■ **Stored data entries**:

-.-.-

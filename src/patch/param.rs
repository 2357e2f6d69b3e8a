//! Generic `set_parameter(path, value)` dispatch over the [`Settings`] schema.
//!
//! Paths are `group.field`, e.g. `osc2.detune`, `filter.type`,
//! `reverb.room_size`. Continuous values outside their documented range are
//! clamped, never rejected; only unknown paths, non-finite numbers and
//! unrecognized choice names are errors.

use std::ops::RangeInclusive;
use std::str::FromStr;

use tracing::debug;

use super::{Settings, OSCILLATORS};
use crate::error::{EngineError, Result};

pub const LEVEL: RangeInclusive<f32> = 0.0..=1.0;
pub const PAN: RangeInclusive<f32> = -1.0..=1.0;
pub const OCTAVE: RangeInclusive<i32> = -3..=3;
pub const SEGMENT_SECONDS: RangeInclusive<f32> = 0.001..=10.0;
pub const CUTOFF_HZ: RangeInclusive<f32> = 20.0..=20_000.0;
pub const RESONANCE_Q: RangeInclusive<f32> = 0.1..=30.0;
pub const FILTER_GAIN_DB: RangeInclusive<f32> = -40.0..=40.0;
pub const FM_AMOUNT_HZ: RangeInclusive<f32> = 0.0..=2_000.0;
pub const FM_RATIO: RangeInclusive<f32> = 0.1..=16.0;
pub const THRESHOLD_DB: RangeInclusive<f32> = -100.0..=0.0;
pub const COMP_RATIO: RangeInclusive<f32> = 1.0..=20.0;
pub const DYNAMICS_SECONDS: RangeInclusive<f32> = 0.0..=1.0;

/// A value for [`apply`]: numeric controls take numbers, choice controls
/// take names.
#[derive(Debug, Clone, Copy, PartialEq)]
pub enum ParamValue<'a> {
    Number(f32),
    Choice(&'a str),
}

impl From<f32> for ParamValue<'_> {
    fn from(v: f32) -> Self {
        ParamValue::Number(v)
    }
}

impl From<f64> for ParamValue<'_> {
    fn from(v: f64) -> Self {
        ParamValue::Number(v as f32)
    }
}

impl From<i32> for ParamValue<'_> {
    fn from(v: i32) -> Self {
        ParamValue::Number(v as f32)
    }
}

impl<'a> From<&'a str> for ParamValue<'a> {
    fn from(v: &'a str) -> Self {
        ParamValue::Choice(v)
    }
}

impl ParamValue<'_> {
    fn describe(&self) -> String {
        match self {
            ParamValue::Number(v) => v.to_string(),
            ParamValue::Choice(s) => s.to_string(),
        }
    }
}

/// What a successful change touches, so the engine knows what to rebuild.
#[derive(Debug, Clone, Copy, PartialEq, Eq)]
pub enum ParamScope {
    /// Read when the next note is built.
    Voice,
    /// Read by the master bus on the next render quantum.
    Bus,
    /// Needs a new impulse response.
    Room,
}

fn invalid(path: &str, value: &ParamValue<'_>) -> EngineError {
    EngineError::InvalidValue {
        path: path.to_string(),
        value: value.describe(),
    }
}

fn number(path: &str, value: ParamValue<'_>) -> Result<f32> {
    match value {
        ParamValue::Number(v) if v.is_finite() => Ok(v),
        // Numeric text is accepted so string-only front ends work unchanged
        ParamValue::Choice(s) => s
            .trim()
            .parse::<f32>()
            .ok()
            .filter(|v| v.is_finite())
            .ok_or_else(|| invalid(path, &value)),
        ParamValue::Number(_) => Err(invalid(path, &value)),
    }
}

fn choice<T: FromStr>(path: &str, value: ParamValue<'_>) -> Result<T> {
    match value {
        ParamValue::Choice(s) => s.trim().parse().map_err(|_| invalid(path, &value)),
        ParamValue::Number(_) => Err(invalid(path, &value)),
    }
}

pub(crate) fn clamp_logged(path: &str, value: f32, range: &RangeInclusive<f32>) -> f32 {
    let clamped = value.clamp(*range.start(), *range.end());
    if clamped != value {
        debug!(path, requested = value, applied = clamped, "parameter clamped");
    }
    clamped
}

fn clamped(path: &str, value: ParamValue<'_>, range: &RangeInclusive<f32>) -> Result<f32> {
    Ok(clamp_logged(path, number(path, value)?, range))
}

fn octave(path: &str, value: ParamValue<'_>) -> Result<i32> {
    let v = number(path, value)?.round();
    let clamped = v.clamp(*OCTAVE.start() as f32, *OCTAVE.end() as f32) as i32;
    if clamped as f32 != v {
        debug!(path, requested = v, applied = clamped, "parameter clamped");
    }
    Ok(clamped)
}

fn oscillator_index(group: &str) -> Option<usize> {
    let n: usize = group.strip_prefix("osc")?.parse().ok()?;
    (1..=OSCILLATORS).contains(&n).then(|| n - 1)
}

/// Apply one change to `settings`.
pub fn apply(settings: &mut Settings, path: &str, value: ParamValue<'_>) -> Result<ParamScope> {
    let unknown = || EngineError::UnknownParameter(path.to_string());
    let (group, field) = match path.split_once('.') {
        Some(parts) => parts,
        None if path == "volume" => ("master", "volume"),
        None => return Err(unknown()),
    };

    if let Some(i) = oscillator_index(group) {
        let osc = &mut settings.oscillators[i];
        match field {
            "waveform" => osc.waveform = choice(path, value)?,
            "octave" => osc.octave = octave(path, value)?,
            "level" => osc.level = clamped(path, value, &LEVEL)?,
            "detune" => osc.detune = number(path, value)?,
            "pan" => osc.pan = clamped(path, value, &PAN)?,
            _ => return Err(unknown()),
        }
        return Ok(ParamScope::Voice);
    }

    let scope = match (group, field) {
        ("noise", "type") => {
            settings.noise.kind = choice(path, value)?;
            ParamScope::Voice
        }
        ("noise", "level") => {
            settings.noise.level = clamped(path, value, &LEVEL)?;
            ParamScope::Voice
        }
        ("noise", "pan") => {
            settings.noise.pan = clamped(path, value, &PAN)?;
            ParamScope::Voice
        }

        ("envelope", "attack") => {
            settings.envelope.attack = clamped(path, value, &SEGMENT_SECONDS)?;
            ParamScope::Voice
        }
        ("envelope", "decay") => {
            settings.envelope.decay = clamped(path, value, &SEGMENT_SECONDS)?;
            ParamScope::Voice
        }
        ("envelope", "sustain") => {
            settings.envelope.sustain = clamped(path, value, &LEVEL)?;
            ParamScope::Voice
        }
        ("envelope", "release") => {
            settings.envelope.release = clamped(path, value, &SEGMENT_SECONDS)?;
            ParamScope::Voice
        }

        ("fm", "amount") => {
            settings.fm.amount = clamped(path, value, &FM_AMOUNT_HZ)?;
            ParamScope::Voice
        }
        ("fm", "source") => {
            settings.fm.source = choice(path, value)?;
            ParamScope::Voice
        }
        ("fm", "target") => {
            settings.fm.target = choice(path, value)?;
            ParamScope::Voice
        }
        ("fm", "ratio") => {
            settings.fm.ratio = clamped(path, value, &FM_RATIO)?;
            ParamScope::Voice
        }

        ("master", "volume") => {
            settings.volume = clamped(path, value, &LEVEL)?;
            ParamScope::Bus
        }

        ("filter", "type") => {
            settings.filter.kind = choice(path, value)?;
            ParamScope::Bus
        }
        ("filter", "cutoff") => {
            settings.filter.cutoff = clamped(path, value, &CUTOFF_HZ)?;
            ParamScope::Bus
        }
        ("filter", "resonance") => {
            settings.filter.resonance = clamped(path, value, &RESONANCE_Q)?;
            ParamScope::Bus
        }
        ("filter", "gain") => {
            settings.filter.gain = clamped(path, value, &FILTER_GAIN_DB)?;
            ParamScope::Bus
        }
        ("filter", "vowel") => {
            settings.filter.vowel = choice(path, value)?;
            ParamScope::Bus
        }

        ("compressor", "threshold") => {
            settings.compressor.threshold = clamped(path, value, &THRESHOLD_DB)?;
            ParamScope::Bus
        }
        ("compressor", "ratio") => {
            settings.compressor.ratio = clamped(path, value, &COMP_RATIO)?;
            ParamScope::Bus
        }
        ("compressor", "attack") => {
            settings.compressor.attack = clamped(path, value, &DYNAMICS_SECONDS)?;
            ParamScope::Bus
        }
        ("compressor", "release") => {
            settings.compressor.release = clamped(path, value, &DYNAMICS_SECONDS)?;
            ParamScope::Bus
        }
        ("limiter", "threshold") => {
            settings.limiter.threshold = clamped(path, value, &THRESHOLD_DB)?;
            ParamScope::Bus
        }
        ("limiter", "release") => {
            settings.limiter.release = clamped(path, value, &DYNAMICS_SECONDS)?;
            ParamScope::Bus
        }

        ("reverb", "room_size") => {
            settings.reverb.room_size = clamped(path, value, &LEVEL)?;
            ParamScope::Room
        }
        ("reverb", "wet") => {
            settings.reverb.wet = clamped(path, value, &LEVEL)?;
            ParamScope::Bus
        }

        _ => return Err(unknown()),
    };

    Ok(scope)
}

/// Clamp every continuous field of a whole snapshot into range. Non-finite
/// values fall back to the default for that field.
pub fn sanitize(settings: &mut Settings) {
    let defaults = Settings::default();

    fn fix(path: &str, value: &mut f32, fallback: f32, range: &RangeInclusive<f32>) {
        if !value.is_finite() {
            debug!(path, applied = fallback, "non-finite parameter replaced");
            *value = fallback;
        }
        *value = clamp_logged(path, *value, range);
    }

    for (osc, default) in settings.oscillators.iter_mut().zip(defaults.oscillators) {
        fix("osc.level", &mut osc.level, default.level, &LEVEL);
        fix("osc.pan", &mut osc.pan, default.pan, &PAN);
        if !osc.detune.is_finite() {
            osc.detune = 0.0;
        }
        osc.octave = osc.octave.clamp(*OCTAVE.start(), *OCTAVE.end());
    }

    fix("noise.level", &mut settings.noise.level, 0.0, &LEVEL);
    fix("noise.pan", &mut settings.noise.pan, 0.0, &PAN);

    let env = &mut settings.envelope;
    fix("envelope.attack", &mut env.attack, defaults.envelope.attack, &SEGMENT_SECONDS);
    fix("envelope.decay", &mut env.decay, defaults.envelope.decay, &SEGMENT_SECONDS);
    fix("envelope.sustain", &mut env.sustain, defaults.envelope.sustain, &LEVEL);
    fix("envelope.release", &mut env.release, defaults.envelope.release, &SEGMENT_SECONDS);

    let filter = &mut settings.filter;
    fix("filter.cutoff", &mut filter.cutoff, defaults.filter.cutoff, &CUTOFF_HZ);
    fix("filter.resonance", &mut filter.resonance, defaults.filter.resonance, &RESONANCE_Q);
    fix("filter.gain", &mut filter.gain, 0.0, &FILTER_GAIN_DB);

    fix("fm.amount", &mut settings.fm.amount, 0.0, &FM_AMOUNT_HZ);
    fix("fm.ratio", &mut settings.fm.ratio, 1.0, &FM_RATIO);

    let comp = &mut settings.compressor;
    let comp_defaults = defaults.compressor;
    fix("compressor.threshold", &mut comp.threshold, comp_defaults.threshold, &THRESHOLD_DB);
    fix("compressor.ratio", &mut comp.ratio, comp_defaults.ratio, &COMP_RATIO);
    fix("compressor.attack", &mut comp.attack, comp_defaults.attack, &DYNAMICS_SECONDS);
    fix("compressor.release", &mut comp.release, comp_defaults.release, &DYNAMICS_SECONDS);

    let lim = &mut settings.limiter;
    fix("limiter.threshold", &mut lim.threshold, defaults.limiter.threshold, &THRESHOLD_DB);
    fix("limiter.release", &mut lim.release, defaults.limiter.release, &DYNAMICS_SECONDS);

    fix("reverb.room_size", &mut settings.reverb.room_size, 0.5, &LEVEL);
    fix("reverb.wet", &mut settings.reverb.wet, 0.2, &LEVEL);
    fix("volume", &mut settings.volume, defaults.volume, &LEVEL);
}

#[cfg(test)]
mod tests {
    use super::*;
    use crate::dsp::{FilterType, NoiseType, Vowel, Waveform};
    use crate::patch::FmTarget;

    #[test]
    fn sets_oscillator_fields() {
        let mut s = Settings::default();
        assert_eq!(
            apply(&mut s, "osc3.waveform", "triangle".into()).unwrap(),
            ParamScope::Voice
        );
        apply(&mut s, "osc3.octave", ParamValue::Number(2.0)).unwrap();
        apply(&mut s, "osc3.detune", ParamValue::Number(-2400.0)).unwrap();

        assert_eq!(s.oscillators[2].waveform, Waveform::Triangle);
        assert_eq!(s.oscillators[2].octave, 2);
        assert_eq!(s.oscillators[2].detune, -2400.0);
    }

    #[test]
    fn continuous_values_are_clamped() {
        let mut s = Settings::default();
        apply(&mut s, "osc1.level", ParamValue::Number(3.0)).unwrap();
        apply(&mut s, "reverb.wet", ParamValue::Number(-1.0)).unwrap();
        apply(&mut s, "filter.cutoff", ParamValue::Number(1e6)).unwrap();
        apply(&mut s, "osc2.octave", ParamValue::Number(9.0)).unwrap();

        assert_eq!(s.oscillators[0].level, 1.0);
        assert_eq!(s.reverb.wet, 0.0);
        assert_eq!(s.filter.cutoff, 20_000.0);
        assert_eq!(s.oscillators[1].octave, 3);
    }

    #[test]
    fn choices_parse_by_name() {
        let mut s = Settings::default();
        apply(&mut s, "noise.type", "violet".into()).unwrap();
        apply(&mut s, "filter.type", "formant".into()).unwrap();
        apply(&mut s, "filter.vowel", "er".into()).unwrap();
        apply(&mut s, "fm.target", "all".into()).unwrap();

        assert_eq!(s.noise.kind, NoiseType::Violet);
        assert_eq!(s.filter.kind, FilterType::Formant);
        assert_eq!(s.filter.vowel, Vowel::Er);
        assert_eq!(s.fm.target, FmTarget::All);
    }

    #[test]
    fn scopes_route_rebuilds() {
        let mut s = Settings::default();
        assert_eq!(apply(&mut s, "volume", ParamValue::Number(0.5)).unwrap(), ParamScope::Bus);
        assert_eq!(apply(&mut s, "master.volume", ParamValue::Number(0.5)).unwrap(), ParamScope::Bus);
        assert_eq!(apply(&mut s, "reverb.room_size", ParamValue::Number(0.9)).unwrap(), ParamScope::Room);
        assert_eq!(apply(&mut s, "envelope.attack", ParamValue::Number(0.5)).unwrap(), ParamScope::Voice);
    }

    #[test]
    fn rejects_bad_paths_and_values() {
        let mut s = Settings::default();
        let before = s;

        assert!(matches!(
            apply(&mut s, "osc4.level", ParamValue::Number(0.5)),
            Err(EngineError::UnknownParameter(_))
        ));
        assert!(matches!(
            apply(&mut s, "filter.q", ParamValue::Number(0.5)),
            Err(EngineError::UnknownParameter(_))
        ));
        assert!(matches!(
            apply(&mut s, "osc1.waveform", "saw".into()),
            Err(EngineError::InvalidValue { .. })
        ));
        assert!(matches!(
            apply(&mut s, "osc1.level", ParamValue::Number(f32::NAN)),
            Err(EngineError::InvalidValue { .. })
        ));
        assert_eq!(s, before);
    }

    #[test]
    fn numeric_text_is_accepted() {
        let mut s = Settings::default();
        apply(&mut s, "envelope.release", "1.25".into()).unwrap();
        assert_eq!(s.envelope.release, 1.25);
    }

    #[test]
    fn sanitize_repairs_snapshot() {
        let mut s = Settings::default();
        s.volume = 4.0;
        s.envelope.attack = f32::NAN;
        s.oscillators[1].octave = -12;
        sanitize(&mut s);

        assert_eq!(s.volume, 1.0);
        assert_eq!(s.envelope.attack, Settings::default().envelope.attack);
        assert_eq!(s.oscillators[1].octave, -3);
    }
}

-.-.-

■ **WORK ITEM**: Among the lines above, find those holding "attack" and copy each one.

■ **WRITTEN RESPONSE**:
        ("envelope", "attack") => {
            settings.envelope.attack = clamped(path, value, &SEGMENT_SECONDS)?;
        ("compressor", "attack") => {
            settings.compressor.attack = clamped(path, value, &DYNAMICS_SECONDS)?;
    fix("envelope.attack", &mut env.attack, defaults.envelope.attack, &SEGMENT_SECONDS);
    fix("compressor.attack", &mut comp.attack, comp_defaults.attack, &DYNAMICS_SECONDS);
        assert_eq!(apply(&mut s, "envelope.attack", ParamValue::Number(0.5)).unwrap(), ParamScope::Voice);
        s.envelope.attack = f32::NAN;
        assert_eq!(s.envelope.attack, Settings::default().envelope.attack);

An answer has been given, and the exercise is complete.